Gadis itu menjentikkan dua jarinya. “Dari sekian banyak benda yang ada di sekeliling kita, kenapa harus teko ini?”

“Aku tidak tahu.”

“Ya, begitulah jawabanku terhadap konsep keberuntungan. Aku tidak pernah tahu kenapa keberuntungan bisa datang. Yang kutahu, kalau keberuntungan itu datang secara ajaib, sebuah tiba-tiba yang telah ditentukan. Mungkin dari sekian banyak teko, kita bisa saja mendapatkan teko yang lain, tapi teko bergagang rusak inilah yang beruntung digunakan oleh kita.

“Beruntung itu bukan hanya sebatas bernasib baik semata. Tapi juga kepada bagaimana keberuntungan tersebut bisa membuat diri kita merasa pantas akan sesuatu. Di saat ingin menyerah karena cacat, mungkin saja beruntung karena masih ada yang percaya bisa berguna. Tidak semua keberuntungan dapat disadari secara jelas.”

Perkataan Ayu mulai melantur. Aku sudah tidak paham lagi apa yang ingin disampaikan olehnya, jadi lebih baik kuiyakan saja semua perkataannya itu.

“Baiklah-baiklah, aku sudah paham.”

Ayu memasang wajah datar, seakan-akan ketertarikannya terhadap pertanyaanku lenyap begitu saja. Ia kembali menyantap makanan yang tersisa di atas piring dengan tenang. Aku dapat merasakan kalau ia sedikit kecewa dengan reaksiku setelah mendengar jawaban panjangnya itu.

Lagi juga, aku tidak begitu mengerti.

Kalau menanggapinya dengan serius, bisa-bisa aku makin tidak mengerti dan hanya menimbulkan beban pikiran yang sebaiknya kuhindari selagi mampu.

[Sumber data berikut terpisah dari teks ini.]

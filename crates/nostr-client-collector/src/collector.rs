use std::collections::HashSet;
use std::sync::Arc;

use tokio::sync::{Mutex, Semaphore};

use nostr_client_net::{ConnectionRegistry, RelayConnection};
use nostr_client_types::{kind, Event, EventId, Filter, PublicKey};

use crate::dedup::DedupState;
use crate::error::CollectorError;
use crate::multi_client::MultiClient;
use crate::profile::Profile;

/// Bounded parallelism for the event-refs fan-out, via `tokio::sync::Semaphore`
/// rather than an unbounded join so a burst of referenced ids can't open
/// hundreds of simultaneous subscriptions against one relay.
const EVENT_REFS_CONCURRENCY: usize = 3;
/// Bounded parallelism for the profile-refs fan-out: some relays reject
/// concurrent requests from the same connection, so this phase runs its
/// fetches one at a time.
const PROFILE_REFS_CONCURRENCY: usize = 1;
/// Event-id REQ batch size for the event-refs phase.
const EVENT_REFS_CHUNK_SIZE: usize = 50;

/// Which phase a recorded `e`/`p` ref came from, so phases 4/5 can honor
/// `fetch_my_refs` and `fetch_follows_refs` independently instead of
/// pooling every ref regardless of whose event it was tagged on.
#[derive(Debug, Clone, Copy, PartialEq, Eq)]
enum RefOrigin {
    Owner,
    Follows,
}

/// Replicates one pubkey's social graph from a set of source relays to a
/// single destination relay. One Collector per destination profile; `run()`
/// drives the five-phase pipeline to completion.
pub struct Collector {
    profile: Profile,
    registry: ConnectionRegistry,
    dedup: DedupState,
    owner_event_refs: Mutex<HashSet<EventId>>,
    follows_event_refs: Mutex<HashSet<EventId>>,
    owner_profile_refs: Mutex<HashSet<PublicKey>>,
    follows_profile_refs: Mutex<HashSet<PublicKey>>,
}

/// Tally of what one `run()` copied, for callers (e.g. the CLI) to report.
#[derive(Debug, Clone, Default)]
pub struct CollectorReport {
    pub events_published: u64,
    pub profiles_published: u64,
}

impl Collector {
    pub fn new(profile: Profile) -> Self {
        Self {
            profile,
            registry: ConnectionRegistry::new(),
            dedup: DedupState::new(),
            owner_event_refs: Mutex::new(HashSet::new()),
            follows_event_refs: Mutex::new(HashSet::new()),
            owner_profile_refs: Mutex::new(HashSet::new()),
            follows_profile_refs: Mutex::new(HashSet::new()),
        }
    }

    fn multi_client(&self) -> MultiClient<'_> {
        MultiClient::new(&self.registry, self.profile.source_relays.clone())
    }

    async fn destination(&self) -> Result<Arc<RelayConnection>, CollectorError> {
        Ok(self.registry.get_or_connect(&self.profile.destination).await?)
    }

    fn event_refs_for(&self, origin: RefOrigin) -> &Mutex<HashSet<EventId>> {
        match origin {
            RefOrigin::Owner => &self.owner_event_refs,
            RefOrigin::Follows => &self.follows_event_refs,
        }
    }

    fn profile_refs_for(&self, origin: RefOrigin) -> &Mutex<HashSet<PublicKey>> {
        match origin {
            RefOrigin::Owner => &self.owner_profile_refs,
            RefOrigin::Follows => &self.follows_profile_refs,
        }
    }

    /// Publishes `event` to the destination if it hasn't already been
    /// reserved by another task in this run, recording its refs under
    /// `origin` on success so phase 4/5 gating stays per-source.
    async fn copy_event(&self, event: Event, destination: &Arc<RelayConnection>, origin: RefOrigin) -> bool {
        if !self.dedup.reserve_event(event.id).await {
            return false;
        }
        let (event_ids, pubkeys) = event.extract_refs();
        let outcome = destination.try_publish(event).await;
        if !outcome.published {
            return false;
        }
        {
            let mut refs = self.event_refs_for(origin).lock().await;
            refs.extend(event_ids);
        }
        {
            let mut refs = self.profile_refs_for(origin).lock().await;
            refs.extend(pubkeys);
        }
        true
    }

    /// Runs the full five-phase replication pipeline, sequentially, each
    /// phase's recorded refs feeding the next.
    pub async fn run(&self) -> Result<CollectorReport, CollectorError> {
        let destination = self.destination().await?;
        let mut report = CollectorReport::default();

        self.seed(&destination, &mut report).await;

        if self.profile.fetch_mine {
            report.events_published +=
                self.copy_authored_events(self.profile.pubkey, &destination, RefOrigin::Owner).await;
        }

        if self.profile.fetch_follows {
            let follows = self.read_follows(&destination).await;
            for pubkey in follows {
                report.events_published +=
                    self.copy_authored_events(pubkey, &destination, RefOrigin::Follows).await;
            }
        }

        if self.profile.fetch_my_refs {
            report.events_published += self.copy_event_refs(&destination, RefOrigin::Owner).await;
            report.profiles_published += self.copy_profile_refs(&destination, RefOrigin::Owner).await;
        }
        if self.profile.fetch_follows_refs {
            report.events_published += self.copy_event_refs(&destination, RefOrigin::Follows).await;
            report.profiles_published += self.copy_profile_refs(&destination, RefOrigin::Follows).await;
        }

        Ok(report)
    }

    /// Phase 1: copy the owner's kind-0 and kind-3 events from any reachable
    /// source to the destination.
    async fn seed(&self, destination: &Arc<RelayConnection>, report: &mut CollectorReport) {
        let client = self.multi_client();
        for target_kind in [kind::METADATA, kind::CONTACT_LIST] {
            let filter = Filter::new().authors(vec![self.profile.pubkey]).kinds(vec![target_kind]);
            if let Some(event) = client.get_one(filter).await {
                if self.copy_event(event, destination, RefOrigin::Owner).await {
                    report.events_published += 1;
                }
            }
        }
    }

    /// Phase 2/3 worker: copies up to `profile.limit` events authored by
    /// `pubkey` from each source relay in turn, tagging recorded refs with
    /// `origin` (owner vs. a followed account) for phase 4/5 gating.
    async fn copy_authored_events(
        &self,
        pubkey: PublicKey,
        destination: &Arc<RelayConnection>,
        origin: RefOrigin,
    ) -> u64 {
        let mut copied = 0u64;
        for url in &self.profile.source_relays {
            let conn = match self.registry.get_or_connect(url).await {
                Ok(conn) => conn,
                Err(e) => {
                    tracing::warn!(relay = %url, error = %e, "collector: source relay unreachable, skipping");
                    continue;
                }
            };
            let filter = Filter::new().authors(vec![pubkey]).limit(self.profile.limit);
            let events = conn.query_simple(filter, Some(self.profile.limit)).await;
            for event in events {
                if self.copy_event(event, destination, origin).await {
                    copied += 1;
                }
            }
        }
        copied
    }

    /// Phase 3: reads the destination's latest kind-3 event for the owner
    /// and extracts the followed pubkeys from its `p` tags.
    async fn read_follows(&self, destination: &Arc<RelayConnection>) -> Vec<PublicKey> {
        let filter = Filter::new().authors(vec![self.profile.pubkey]).kinds(vec![kind::CONTACT_LIST]);
        let Some(event) = destination.query_one(filter).await else {
            return Vec::new();
        };
        event
            .tags
            .iter()
            .filter(|tag| tag.len() >= 2 && tag[0] == "p")
            .filter_map(|tag| PublicKey::from_hex(&tag[1]).ok())
            .collect()
    }

    /// Phase 4: fetches every event id recorded under `origin` not yet
    /// copied, chunked and bounded to `EVENT_REFS_CONCURRENCY` concurrent
    /// fetches.
    async fn copy_event_refs(&self, destination: &Arc<RelayConnection>, origin: RefOrigin) -> u64 {
        let pending: Vec<EventId> = {
            let refs = self.event_refs_for(origin).lock().await;
            let mut pending = Vec::new();
            for id in refs.iter() {
                if !self.dedup.has_event(id).await {
                    pending.push(*id);
                }
            }
            pending
        };
        if pending.is_empty() {
            return 0;
        }

        let semaphore = Arc::new(Semaphore::new(EVENT_REFS_CONCURRENCY));
        let mut tasks = Vec::new();
        for chunk in pending.chunks(EVENT_REFS_CHUNK_SIZE) {
            let chunk = chunk.to_vec();
            let semaphore = Arc::clone(&semaphore);
            tasks.push(async move {
                let _permit = semaphore.acquire().await.expect("semaphore is never closed");
                let found = self.multi_client().get_events(&chunk).await;
                let mut copied = 0u64;
                for event in found.into_values() {
                    if self.copy_event(event, destination, origin).await {
                        copied += 1;
                    }
                }
                copied
            });
        }
        futures::future::join_all(tasks).await.into_iter().sum()
    }

    /// Phase 5: fetches every pubkey recorded under `origin` not yet copied,
    /// one at a time (`PROFILE_REFS_CONCURRENCY` == 1 — some relays reject
    /// concurrent requests from the same connection).
    async fn copy_profile_refs(&self, destination: &Arc<RelayConnection>, origin: RefOrigin) -> u64 {
        let pending: Vec<PublicKey> = {
            let refs = self.profile_refs_for(origin).lock().await;
            let mut pending = Vec::new();
            for pubkey in refs.iter() {
                if !self.dedup.has_profile(pubkey).await {
                    pending.push(*pubkey);
                }
            }
            pending
        };
        if pending.is_empty() {
            return 0;
        }

        let semaphore = Arc::new(Semaphore::new(PROFILE_REFS_CONCURRENCY));
        let mut tasks = Vec::new();
        for pubkey in pending {
            let semaphore = Arc::clone(&semaphore);
            tasks.push(async move {
                let _permit = semaphore.acquire().await.expect("semaphore is never closed");
                let Some(event) = self.multi_client().get_profile(pubkey).await else {
                    return false;
                };
                if !self.dedup.reserve_profile(pubkey, event.created_at).await {
                    return false;
                }
                destination.try_publish(event).await.published
            });
        }
        futures::future::join_all(tasks).await.into_iter().filter(|ok| *ok).count() as u64
    }
}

Itu adalah jalan terbaik bagi kami berdua. Aku yang enggan menambah beban pikiran, serta penjelasan Ayu yang terbilang sia-sia karena penolakanku.

“Ayu, maaf aku--”

“Tidak perlu. Mungkin saat ini kamu tidak ingin memahaminya, tapi suatu saat kamu akan mengerti,” timpalnya, mematahkan kalimat penyesalan yang berusaha kuucapkan.